(Stored data entries)
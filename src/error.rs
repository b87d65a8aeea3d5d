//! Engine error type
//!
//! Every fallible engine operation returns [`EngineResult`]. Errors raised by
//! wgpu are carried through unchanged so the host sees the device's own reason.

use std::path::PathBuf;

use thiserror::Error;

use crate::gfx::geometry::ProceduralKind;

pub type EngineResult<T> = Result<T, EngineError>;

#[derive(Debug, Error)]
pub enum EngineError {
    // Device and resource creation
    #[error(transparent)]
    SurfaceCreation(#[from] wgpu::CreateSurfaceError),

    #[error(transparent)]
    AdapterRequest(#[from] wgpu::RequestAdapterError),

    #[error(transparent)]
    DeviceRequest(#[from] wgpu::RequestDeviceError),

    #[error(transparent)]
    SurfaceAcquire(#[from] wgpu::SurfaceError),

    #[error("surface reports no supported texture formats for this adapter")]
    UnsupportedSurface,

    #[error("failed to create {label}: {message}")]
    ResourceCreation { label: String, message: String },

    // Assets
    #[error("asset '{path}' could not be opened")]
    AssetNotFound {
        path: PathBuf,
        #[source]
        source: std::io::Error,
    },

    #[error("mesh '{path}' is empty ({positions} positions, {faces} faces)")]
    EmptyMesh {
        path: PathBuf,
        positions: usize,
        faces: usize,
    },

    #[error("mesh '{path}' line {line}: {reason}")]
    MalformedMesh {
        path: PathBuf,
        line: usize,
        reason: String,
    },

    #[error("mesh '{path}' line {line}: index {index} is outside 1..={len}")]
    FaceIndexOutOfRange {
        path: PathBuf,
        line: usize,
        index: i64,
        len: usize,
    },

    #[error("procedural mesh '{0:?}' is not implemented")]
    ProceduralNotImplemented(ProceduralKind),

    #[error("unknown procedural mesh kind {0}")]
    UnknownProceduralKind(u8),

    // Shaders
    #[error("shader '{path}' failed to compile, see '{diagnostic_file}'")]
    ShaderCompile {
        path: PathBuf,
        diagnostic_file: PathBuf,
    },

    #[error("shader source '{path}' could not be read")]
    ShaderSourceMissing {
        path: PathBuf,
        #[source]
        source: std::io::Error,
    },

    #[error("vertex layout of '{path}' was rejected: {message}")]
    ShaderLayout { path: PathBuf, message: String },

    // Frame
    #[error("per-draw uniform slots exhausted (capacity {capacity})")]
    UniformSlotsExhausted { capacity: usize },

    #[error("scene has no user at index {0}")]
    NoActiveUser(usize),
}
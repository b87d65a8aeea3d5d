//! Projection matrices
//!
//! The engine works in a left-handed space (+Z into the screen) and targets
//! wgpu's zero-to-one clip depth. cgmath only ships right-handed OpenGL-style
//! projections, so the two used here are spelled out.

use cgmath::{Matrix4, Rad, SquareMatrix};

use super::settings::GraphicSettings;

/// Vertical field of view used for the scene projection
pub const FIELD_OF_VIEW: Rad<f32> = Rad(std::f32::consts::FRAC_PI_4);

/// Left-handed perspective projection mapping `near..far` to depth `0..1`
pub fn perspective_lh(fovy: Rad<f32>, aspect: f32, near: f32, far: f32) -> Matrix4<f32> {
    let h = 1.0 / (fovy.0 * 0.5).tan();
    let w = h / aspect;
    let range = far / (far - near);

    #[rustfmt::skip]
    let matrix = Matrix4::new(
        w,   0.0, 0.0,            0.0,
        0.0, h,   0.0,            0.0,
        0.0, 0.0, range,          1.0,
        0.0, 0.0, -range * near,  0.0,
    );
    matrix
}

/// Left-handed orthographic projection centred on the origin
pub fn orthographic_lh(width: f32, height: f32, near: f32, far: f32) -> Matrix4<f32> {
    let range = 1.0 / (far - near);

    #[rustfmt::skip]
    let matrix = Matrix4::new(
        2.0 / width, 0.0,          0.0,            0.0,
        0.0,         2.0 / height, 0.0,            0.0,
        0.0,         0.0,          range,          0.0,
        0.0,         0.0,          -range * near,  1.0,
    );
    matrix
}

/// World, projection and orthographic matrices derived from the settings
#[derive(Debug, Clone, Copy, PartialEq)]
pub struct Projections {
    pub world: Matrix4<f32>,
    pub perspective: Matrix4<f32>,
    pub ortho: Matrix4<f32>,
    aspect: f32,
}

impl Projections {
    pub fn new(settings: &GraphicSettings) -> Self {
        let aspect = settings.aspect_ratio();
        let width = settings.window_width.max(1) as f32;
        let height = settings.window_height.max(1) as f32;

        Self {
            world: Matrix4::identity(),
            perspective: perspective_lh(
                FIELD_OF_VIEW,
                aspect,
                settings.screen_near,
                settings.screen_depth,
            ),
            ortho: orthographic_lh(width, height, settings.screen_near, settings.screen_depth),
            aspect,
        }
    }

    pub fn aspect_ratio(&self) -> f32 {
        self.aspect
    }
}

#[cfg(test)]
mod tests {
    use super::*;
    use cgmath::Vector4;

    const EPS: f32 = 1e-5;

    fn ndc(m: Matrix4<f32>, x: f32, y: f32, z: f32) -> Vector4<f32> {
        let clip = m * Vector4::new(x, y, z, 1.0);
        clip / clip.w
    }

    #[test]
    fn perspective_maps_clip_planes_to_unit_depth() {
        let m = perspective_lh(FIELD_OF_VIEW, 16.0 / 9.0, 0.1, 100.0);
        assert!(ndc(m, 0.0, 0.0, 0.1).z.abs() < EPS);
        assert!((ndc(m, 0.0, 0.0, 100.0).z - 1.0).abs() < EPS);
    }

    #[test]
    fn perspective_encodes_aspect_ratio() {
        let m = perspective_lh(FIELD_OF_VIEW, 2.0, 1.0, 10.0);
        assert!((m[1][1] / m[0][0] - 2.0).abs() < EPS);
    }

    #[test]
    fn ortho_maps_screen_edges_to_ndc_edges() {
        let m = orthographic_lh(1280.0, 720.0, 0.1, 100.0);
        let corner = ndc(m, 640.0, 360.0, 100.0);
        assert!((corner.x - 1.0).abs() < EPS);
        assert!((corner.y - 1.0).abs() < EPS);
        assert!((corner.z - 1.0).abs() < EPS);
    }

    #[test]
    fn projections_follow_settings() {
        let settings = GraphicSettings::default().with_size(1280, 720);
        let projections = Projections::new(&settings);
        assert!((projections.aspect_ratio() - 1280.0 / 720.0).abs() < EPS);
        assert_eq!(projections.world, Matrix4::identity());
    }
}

-- ACTIVITY --
Each entry must be reproduced exactly, with nothing added or dropped.

-- EXERCISE SOLUTION --
filename src/error.rs
repository b87d65a8aeea3d5d
//! Engine error type
//!
//! Every fallible engine operation returns [`EngineResult`]. Errors raised by
//! wgpu are carried through unchanged so the host sees the device's own reason.

use std::path::PathBuf;

use thiserror::Error;

use crate::gfx::geometry::ProceduralKind;

pub type EngineResult<T> = Result<T, EngineError>;

#[derive(Debug, Error)]
pub enum EngineError {
    // Device and resource creation
    #[error(transparent)]
    SurfaceCreation(#[from] wgpu::CreateSurfaceError),

    #[error(transparent)]
    AdapterRequest(#[from] wgpu::RequestAdapterError),

    #[error(transparent)]
    DeviceRequest(#[from] wgpu::RequestDeviceError),

    #[error(transparent)]
    SurfaceAcquire(#[from] wgpu::SurfaceError),

    #[error("surface reports no supported texture formats for this adapter")]
    UnsupportedSurface,

    #[error("failed to create {label}: {message}")]
    ResourceCreation { label: String, message: String },

    // Assets
    #[error("asset '{path}' could not be opened")]
    AssetNotFound {
        path: PathBuf,
        #[source]
        source: std::io::Error,
    },

    #[error("mesh '{path}' is empty ({positions} positions, {faces} faces)")]
    EmptyMesh {
        path: PathBuf,
        positions: usize,
        faces: usize,
    },

    #[error("mesh '{path}' line {line}: {reason}")]
    MalformedMesh {
        path: PathBuf,
        line: usize,
        reason: String,
    },

    #[error("mesh '{path}' line {line}: index {index} is outside 1..={len}")]
    FaceIndexOutOfRange {
        path: PathBuf,
        line: usize,
        index: i64,
        len: usize,
    },

    #[error("procedural mesh '{0:?}' is not implemented")]
    ProceduralNotImplemented(ProceduralKind),

    #[error("unknown procedural mesh kind {0}")]
    UnknownProceduralKind(u8),

    // Shaders
    #[error("shader '{path}' failed to compile, see '{diagnostic_file}'")]
    ShaderCompile {
        path: PathBuf,
        diagnostic_file: PathBuf,
    },

    #[error("shader source '{path}' could not be read")]
    ShaderSourceMissing {
        path: PathBuf,
        #[source]
        source: std::io::Error,
    },

    #[error("vertex layout of '{path}' was rejected: {message}")]
    ShaderLayout { path: PathBuf, message: String },

    // Frame
    #[error("per-draw uniform slots exhausted (capacity {capacity})")]
    UniformSlotsExhausted { capacity: usize },

    #[error("scene has no user at index {0}")]
    NoActiveUser(usize),
}
repository b87d65a8aeea3d5d
//! Projection matrices
//!
//! The engine works in a left-handed space (+Z into the screen) and targets
//! wgpu's zero-to-one clip depth. cgmath only ships right-handed OpenGL-style
//! projections, so the two used here are spelled out.

use cgmath::{Matrix4, Rad, SquareMatrix};

use super::settings::GraphicSettings;

/// Vertical field of view used for the scene projection
pub const FIELD_OF_VIEW: Rad<f32> = Rad(std::f32::consts::FRAC_PI_4);

/// Left-handed perspective projection mapping `near..far` to depth `0..1`
pub fn perspective_lh(fovy: Rad<f32>, aspect: f32, near: f32, far: f32) -> Matrix4<f32> {
    let h = 1.0 / (fovy.0 * 0.5).tan();
    let w = h / aspect;
    let range = far / (far - near);

    #[rustfmt::skip]
    let matrix = Matrix4::new(
        w,   0.0, 0.0,            0.0,
        0.0, h,   0.0,            0.0,
        0.0, 0.0, range,          1.0,
        0.0, 0.0, -range * near,  0.0,
    );
    matrix
}

/// Left-handed orthographic projection centred on the origin
pub fn orthographic_lh(width: f32, height: f32, near: f32, far: f32) -> Matrix4<f32> {
    let range = 1.0 / (far - near);

    #[rustfmt::skip]
    let matrix = Matrix4::new(
        2.0 / width, 0.0,          0.0,            0.0,
        0.0,         2.0 / height, 0.0,            0.0,
        0.0,         0.0,          range,          0.0,
        0.0,         0.0,          -range * near,  1.0,
    );
    matrix
}

/// World, projection and orthographic matrices derived from the settings
#[derive(Debug, Clone, Copy, PartialEq)]
pub struct Projections {
    pub world: Matrix4<f32>,
    pub perspective: Matrix4<f32>,
    pub ortho: Matrix4<f32>,
    aspect: f32,
}

impl Projections {
    pub fn new(settings: &GraphicSettings) -> Self {
        let aspect = settings.aspect_ratio();
        let width = settings.window_width.max(1) as f32;
        let height = settings.window_height.max(1) as f32;

        Self {
            world: Matrix4::identity(),
            perspective: perspective_lh(
                FIELD_OF_VIEW,
                aspect,
                settings.screen_near,
                settings.screen_depth,
            ),
            ortho: orthographic_lh(width, height, settings.screen_near, settings.screen_depth),
            aspect,
        }
    }

    pub fn aspect_ratio(&self) -> f32 {
        self.aspect
    }
}

#[cfg(test)]
mod tests {
    use super::*;
    use cgmath::Vector4;

    const EPS: f32 = 1e-5;

    fn ndc(m: Matrix4<f32>, x: f32, y: f32, z: f32) -> Vector4<f32> {
        let clip = m * Vector4::new(x, y, z, 1.0);
        clip / clip.w
    }

    #[test]
    fn perspective_maps_clip_planes_to_unit_depth() {
        let m = perspective_lh(FIELD_OF_VIEW, 16.0 / 9.0, 0.1, 100.0);
        assert!(ndc(m, 0.0, 0.0, 0.1).z.abs() < EPS);
        assert!((ndc(m, 0.0, 0.0, 100.0).z - 1.0).abs() < EPS);
    }

    #[test]
    fn perspective_encodes_aspect_ratio() {
        let m = perspective_lh(FIELD_OF_VIEW, 2.0, 1.0, 10.0);
        assert!((m[1][1] / m[0][0] - 2.0).abs() < EPS);
    }

    #[test]
    fn ortho_maps_screen_edges_to_ndc_edges() {
        let m = orthographic_lh(1280.0, 720.0, 0.1, 100.0);
        let corner = ndc(m, 640.0, 360.0, 100.0);
        assert!((corner.x - 1.0).abs() < EPS);
        assert!((corner.y - 1.0).abs() < EPS);
        assert!((corner.z - 1.0).abs() < EPS);
    }

    #[test]
    fn projections_follow_settings() {
        let settings = GraphicSettings::default().with_size(1280, 720);
        let projections = Projections::new(&settings);
        assert!((projections.aspect_ratio() - 1280.0 / 720.0).abs() < EPS);
        assert_eq!(projections.world, Matrix4::identity());
    }
}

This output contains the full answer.